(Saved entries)
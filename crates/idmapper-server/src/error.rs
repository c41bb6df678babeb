//! Errores del servidor.

use axum::{
    Json,
    http::StatusCode,
    response::{IntoResponse, Response},
};
use idmapper_core::{CacheError, SourceError};
use idmapper_scheduler::SchedulerError;
use serde::Serialize;

/// Errores al cargar o validar la configuracion.
#[derive(Debug, thiserror::Error)]
pub enum SettingsError {
    /// Fallo al leer o deserializar las fuentes de configuracion
    #[error("failed to load configuration: {0}")]
    Load(#[from] config::ConfigError),

    /// Configuracion leida pero invalida
    #[error("invalid configuration: {0}")]
    Invalid(String),
}

/// Errores al construir los mappers.
#[derive(Debug, thiserror::Error)]
pub enum RegistryError {
    /// La fuente del mapper esta mal configurada
    #[error("failed to create source for mapper '{mapper}': {source}")]
    Source {
        mapper: String,
        #[source]
        source: SourceError,
    },

    /// La carga inicial del mapper fallo
    #[error("failed to create mapper '{mapper}': {source}")]
    Cache {
        mapper: String,
        #[source]
        source: CacheError,
    },

    /// Dos mappers con el mismo nombre
    #[error("duplicate mapper '{0}'")]
    Duplicate(String),

    /// No se pudo registrar el reload periodico
    #[error("failed to set up reloading: {0}")]
    Scheduler(#[from] SchedulerError),
}

#[derive(Debug)]
pub enum AppError {
    /// Mapper inexistente
    MapperNotFound(String),

    /// ID inexistente en el mapper
    IdNotFound { mapper: String, id: String },

    /// Parametros invalidos
    BadRequest(String),

    /// La fuente de datos fallo durante un reload
    BadGateway(String),

    /// Error interno
    Internal(String),
}

#[derive(Serialize)]
struct ErrorResponse {
    error: String,
    message: String,
}

impl IntoResponse for AppError {
    fn into_response(self) -> Response {
        let (status, error, message) = match self {
            AppError::MapperNotFound(mapper) => (
                StatusCode::NOT_FOUND,
                "Not Found",
                format!("Mapper '{}' not found", mapper),
            ),
            AppError::IdNotFound { mapper, id } => (
                StatusCode::NOT_FOUND,
                "Not Found",
                format!("ID '{}' not found in mapper '{}'", id, mapper),
            ),
            AppError::BadRequest(msg) => (StatusCode::BAD_REQUEST, "Bad Request", msg),
            AppError::BadGateway(msg) => (StatusCode::BAD_GATEWAY, "Bad Gateway", msg),
            AppError::Internal(msg) => (
                StatusCode::INTERNAL_SERVER_ERROR,
                "Internal Server Error",
                msg,
            ),
        };

        let body = Json(ErrorResponse {
            error: error.to_string(),
            message,
        });

        (status, body).into_response()
    }
}

impl From<CacheError> for AppError {
    fn from(err: CacheError) -> Self {
        match err {
            CacheError::Source(e) => AppError::BadGateway(e.to_string()),
            CacheError::Closed { .. } => AppError::Internal(err.to_string()),
        }
    }
}
//! Data source abstraction.
//!
//! This module defines the contract a cache uses to fetch a complete
//! snapshot, plus small in-process sources.

mod func;
mod memory;
mod traits;

pub use func::FnSource;
pub use memory::MemorySource;
pub use traits::SnapshotSource;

| EXERCISE OBJECTIVE |
Start at the line containing "(status, body).into_response()". Repeat it and each line after it, word for word, to the end of the records.

| ANSWER BOX |
        (status, body).into_response()
    }
}

impl From<CacheError> for AppError {
    fn from(err: CacheError) -> Self {
        match err {
            CacheError::Source(e) => AppError::BadGateway(e.to_string()),
            CacheError::Closed { .. } => AppError::Internal(err.to_string()),
        }
    }
}
//! Data source abstraction.
//!
//! This module defines the contract a cache uses to fetch a complete
//! snapshot, plus small in-process sources.

mod func;
mod memory;
mod traits;

pub use func::FnSource;
pub use memory::MemorySource;
pub use traits::SnapshotSource;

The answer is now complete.